Other than this stuff, my days and nights blur together to where they are almost unrecognizable. I blame night shift. And my pump. I blame that too. It is the bane of my existence these days, especially since Iave realized that Ido not have the luxury of slacking off on this. My milk supply is too fragile. Very little increases it, but if I so much as skip one pumping or nursing session, it decreases. Unfair. But I have come to realize, with the help of Zach’s weight gain and level on contentment, that each ounce of breastmilk I give him is a sort of gift. So for now, in light of all of the work it has taken, I am choosing to focus on the fact that I have been breastfeeding him for almost 4 months. One third of my goal of one year! Go Me!
On that note, I am going to pump! Ha!
>I don’t know who wrote this, but as I was sitting awake last night, thinking of how quickly my babies are growing, I vaguely recalled it, and searched and searched until I found it.
You were six months old and full of fun,
With a blink of my eye, you were suddenly one.
There were so many things we were going to do,
But I turned my head and you turned two.
At two you were very dependent on me,
But independence took over when you turned three.
Your third birthday, another year I tried to ignore,
But when I lit the candles, there weren’t three but four.
Four was the year that you really strived,
Why look at you now, you’re already five.
Now you are ready for books and for rules.
This is the year that you go to school.
The big day came, you were anxious to go.
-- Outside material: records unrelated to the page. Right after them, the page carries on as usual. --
impl WireTable {
    fn from_file(
        material: WireMaterial,
        insulation: WireInsulation,
        file: WireTableFile,
    ) -> NbrResult<Self> {
        let table = Self {
            material,
            insulation,
            resistivity: file.resistivity,
            sections: file.conductor_sections.into_iter().map(SquareMillimeters).collect(),
            conductor_diameters: file.conductor_diameters.into_iter().map(Millimeters).collect(),
            external_diameters: file
                .external_diameters
                .into_iter()
                .map(|d| d.map(Millimeters))
                .collect(),
            capacities: file
                .reference_methods
                .into_iter()
                .map(|(method, columns)| {
                    let columns = columns
                        .into_iter()
                        .map(|(count, row)| (count, row.into_iter().map(Amperes).collect()))
                        .collect();
                    (method, columns)
                })
                .collect(),
        };
        table.validate()?;
        Ok(table)
    }

    fn validate(&self) -> NbrResult<()> {
        let name = format!("{} {}", self.material, self.insulation);
        let n = self.sections.len();
        if n == 0 {
            return Err(NbrError::Config(format!("wire table {} has no sections", name)));
        }
        if !(self.resistivity > 0.0) {
            return Err(NbrError::Config(format!(
                "wire table {} has a non-positive resistivity",
                name
            )));
        }
        if self.conductor_diameters.len() != n || self.external_diameters.len() != n {
            return Err(NbrError::Config(format!(
                "wire table {} has {} sections but {} conductor and {} external diameters",
                name,
                n,
                self.conductor_diameters.len(),
                self.external_diameters.len()
            )));
        }
        if self.sections.windows(2).any(|w| w[0] >= w[1]) {
            return Err(NbrError::Config(format!(
                "wire table {} sections are not strictly ascending",
                name
            )));
        }
        for (method, columns) in &self.capacities {
            for (count, row) in columns {
                if row.len() != n {
                    return Err(NbrError::Config(format!(
                        "wire table {} method {} with {} loaded conductors has {} capacities for {} sections",
                        name,
                        method,
                        count,
                        row.len(),
                        n
                    )));
                }
            }
        }
        Ok(())
    }

    pub fn reference_methods(&self) -> impl Iterator<Item = ReferenceMethod> + '_ {
        self.capacities.keys().copied()
    }

    /// Uncorrected ampacities for one installation method and loaded-conductor column.
    pub fn capacities(
        &self,
        method: ReferenceMethod,
        loaded_wire_count: usize,
    ) -> NbrResult<&[Amperes]> {
        self.capacities
            .get(&method)
            .and_then(|columns| columns.get(&loaded_wire_count))
            .map(Vec::as_slice)
            .ok_or_else(|| {
                NbrError::Config(format!(
                    "wire table {} {} has no capacities for method {} with {} loaded conductors",
                    self.material, self.insulation, method, loaded_wire_count
                ))
            })
    }

    /// Every catalogued wire for the given conditions, ascending by section.
    ///
    /// Sections without a published external diameter are skipped, since
    /// they cannot take part in a conduit fill calculation.
    pub fn wires(
        &self,
        wire_type: &WireType,
        method: ReferenceMethod,
        loaded_wire_count: usize,
        correction_factor: f64,
    ) -> NbrResult<Vec<Wire>> {
        let capacities = self.capacities(method, loaded_wire_count)?;
        let wires = self
            .sections
            .iter()
            .zip(&self.conductor_diameters)
            .zip(&self.external_diameters)
            .zip(capacities)
            .filter_map(|(((section, conductor), external), capacity)| {
                external.map(|external_diameter| Wire {
                    wire_type: wire_type.id,
                    material: self.material,
                    insulation: self.insulation,
                    resistivity: self.resistivity,
                    section: *section,
                    uncorrected_capacity: *capacity,
                    conductor_diameter: *conductor,
                    external_diameter,
                    correction_factor,
                })
            })
            .collect();
        Ok(wires)
    }
}

/// One point of the temperature correction curve.
#[derive(Debug, Clone, Copy, PartialEq, Serialize, Deserialize)]
pub struct TemperaturePoint {
    pub temperature: Celsius,
    pub value: f64,
}

/// Ordered temperature correction curve with linear interpolation.
#[derive(Debug, Clone, PartialEq)]
pub struct TemperatureTable {
    points: Vec<TemperaturePoint>,
}

impl TemperatureTable {
    pub fn new(points: Vec<TemperaturePoint>) -> NbrResult<Self> {
        if points.is_empty() {
            return Err(NbrError::Config("temperature correction table is empty".into()));
        }
        if points
            .windows(2)
            .any(|w| w[0].temperature >= w[1].temperature)
        {
            return Err(NbrError::Config(
                "temperature correction table is not sorted by temperature".into(),
            ));
        }
        Ok(Self { points })
    }

    pub fn points(&self) -> &[TemperaturePoint] {
        &self.points
    }

    /// Correction factor at `temperature`.
    ///
    /// Temperatures at or below the first point use its factor. Temperatures
    /// above the last point are outside the table's domain.
    pub fn factor(&self, temperature: Celsius) -> NbrResult<f64> {
        let first = self.points[0];
        let last = self.points[self.points.len() - 1];
        if temperature <= first.temperature {
            return Ok(first.value);
        }
        if temperature > last.temperature {
            return Err(NbrError::TemperatureOutOfRange {
                temperature,
                max: last.temperature,
            });
        }

        let upper = self
            .points
            .iter()
            .position(|p| p.temperature >= temperature)
            .unwrap_or(self.points.len() - 1);
        let (p0, p1) = (self.points[upper - 1], self.points[upper]);
        let ratio = (temperature - p0.temperature) / (p1.temperature - p0.temperature);
        Ok(p0.value + ratio * (p1.value - p0.value))
    }
}

/// Correction factor per number of circuits grouped in one raceway.
#[derive(Debug, Clone, PartialEq)]
pub struct GroupingTable {
    factors: BTreeMap<u32, f64>,
}

impl GroupingTable {
    pub fn new(factors: BTreeMap<u32, f64>) -> NbrResult<Self> {
        if factors.is_empty() {
            return Err(NbrError::Config("grouping correction table is empty".into()));
        }
        Ok(Self { factors })
    }

    pub fn entries(&self) -> impl Iterator<Item = (u32, f64)> + '_ {
        self.factors.iter().map(|(k, v)| (*k, *v))
    }

    /// Factor of the largest tabulated count not above `count`.
    pub fn factor(&self, count: u32) -> f64 {
        self.factors
            .range(..=count)
            .next_back()
            .or_else(|| self.factors.iter().next())
            .map(|(_, factor)| *factor)
            .unwrap_or(1.0)
    }
}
We walked to the bus going oh so slow.
As you climbed aboard and waved good-bye,
I felt a lump in my throat and tears stung my eyes.
Time goes so fast.
It’s hard to believe,
That just yesterday you were home with me.
And tomorrow when the bus brings you home and you jump to the ground,
You’ll be wearing your cap and graduation gown.
So I’m holding to these moments as hard as I can,
Because the next time I look, I’ll be seeing a man.
>Zach only poops every other day, which turns out to be perfectly normal for him. Its color and consistency vary based on the amount of formula and breastmilk he gets the day before the Big Poop. And I mean BIG POOP. As in he needs an entire wardrobe change and sometimes even a bath afterwards. With my work schedule lately, these Big Poops usually happen to John. Tonight I just happened to be home, which means it was my turn to deal with it by default.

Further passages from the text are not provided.